Thank you for taking the time out of your day to listen to this dark episode. So the Bermuda Triangle, as I said at the start I was fascinated about this topic as a kid and believed the tales of aliens or sea monster, but as I’ve got older and the cynicism has grown I’ve realised all these stories of strange vanishings and mysterious occurrences can be rationally explained. For instance  Christophe Columbus is actually one of the first Europeans to cross through I the Bermuda Triangle in 1492 and wouldn't you know it he almost immediately encounters a problem. the Santa Maria and her sister ships got stuck in an abundance of algae which in Columbus's diary he refers to as weeds. the ships were stuck for three days and the sailors become paranoid and panicked as they fear running aground or being Tangled in the weeds ultimately being dragged to the ocean floor. the crew would eventually manage to cut their way out but they remain convinced that this is a dangerous area all thanks to highly unusual seaweed. what Columbus and his men call weeds scientists eventually named sargassum from the Spanish word sargazo meaning seaweed the area ultimately becomes known as the Sargasso Sea.

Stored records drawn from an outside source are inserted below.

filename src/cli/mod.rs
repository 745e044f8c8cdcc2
pub mod commands;
pub mod config;
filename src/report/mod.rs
pub mod console;
pub mod junit;
pub mod report_model;
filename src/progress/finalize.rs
use tracing::info;

use crate::progress::progress_model::{Outcome, Verdict};

/// Test host that receives the final result of a scenario.
pub trait HostHarness {
    fn pass(&mut self);

    /// Scenario ran to completion but raised non-fatal diagnostics.
    fn deferred_fail(&mut self, message: &str);

    fn fail(&mut self, message: &str);
}

/// Report a terminal outcome to `harness` and return the verdict it was given.
pub fn finalize<S>(outcome: &Outcome<S>, harness: &mut dyn HostHarness) -> Verdict {
    let verdict = outcome.verdict();
    match &verdict {
        Verdict::Passed => harness.pass(),
        Verdict::DeferredFailure(message) => harness.deferred_fail(message),
        Verdict::Failed(message) => harness.fail(message),
    }
    info!(status = outcome.status(), "outcome finalized");
    verdict
}
#![allow(dead_code)]

pub mod utils;
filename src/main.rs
use clap::Parser;
use tracing_subscriber::EnvFilter;
use ui_probe::cli::commands::{cmd_paths, cmd_tree};
use ui_probe::cli::config::{Cli, Commands, load_config, log_level};

fn main() -> Result<(), Box<dyn std::error::Error>> {
    let cli = Cli::parse();

    tracing_subscriber::fmt()
        .with_env_filter(
            EnvFilter::try_from_default_env()
                .unwrap_or_else(|_| EnvFilter::new(log_level(cli.verbose))),
        )
        .with_writer(std::io::stderr)
        .init();

    let config = load_config(cli.config.as_deref());

    // Resolve settings: CLI > config > defaults
    match cli.command {
        Commands::Tree {
            dump,
            format,
            strict,
        } => {
            let format = format.unwrap_or(config.format);
            cmd_tree(&dump, format, strict || config.strict)?;
        }
        Commands::Paths { dump, app, format } => {
            let app = app.unwrap_or(config.app_name);
            let format = format.unwrap_or(config.format);
            cmd_paths(&dump, &app, format)?;
        }
    }

    Ok(())
}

This sea weed when you get stuck in it wraps around the rudder so you can't steer, Barnacles begin to grow on the ship slowing it down, but getting stuck is just one small part of the problem, when sargassum groups together and begins to rot as it decomposes it produces hydrogen sulfide gas this gas smells terrible like rotten eggs and it's toxic if you breathe in. it can also irritate your eyes, your nose and your throat but it can also cause some serious psychological issues if inhaled for an extended period of time possibly even drive you to Insanity.

    As I said in my last episode, sometimes history can be blown way out of proportion the media or just general word of mouth sometime contribute to this in a bid to make money or just generally make the story more interesting, then it become myth and legend and the. gospel truth. Flight 19 for instance is more likely human error than aliens beaming planes up, the cyclops, Pickering and cotopaxi probably went down in bad weather and the Deering probably had a mutiny, with the first mate and crew murdering the captain and getting the fuck out of dodge before they were hanged.  I don’t think cathulu rose out the ocean and swallowed the ship whole or aliens came a took anyone. Let’s be honest if you were an alien and you could transcend space and time why in gods name would you come to earth were we can’t even decide if the earth round or flat, it would be like us sitting and watching an ant all day. Now don’t get me wrong some people do, do that and I’m not saying there are no aliens, I’m just say that the chance that all of the incidence in this one part of the world are due to aliens or massive sea monsters are slim to none.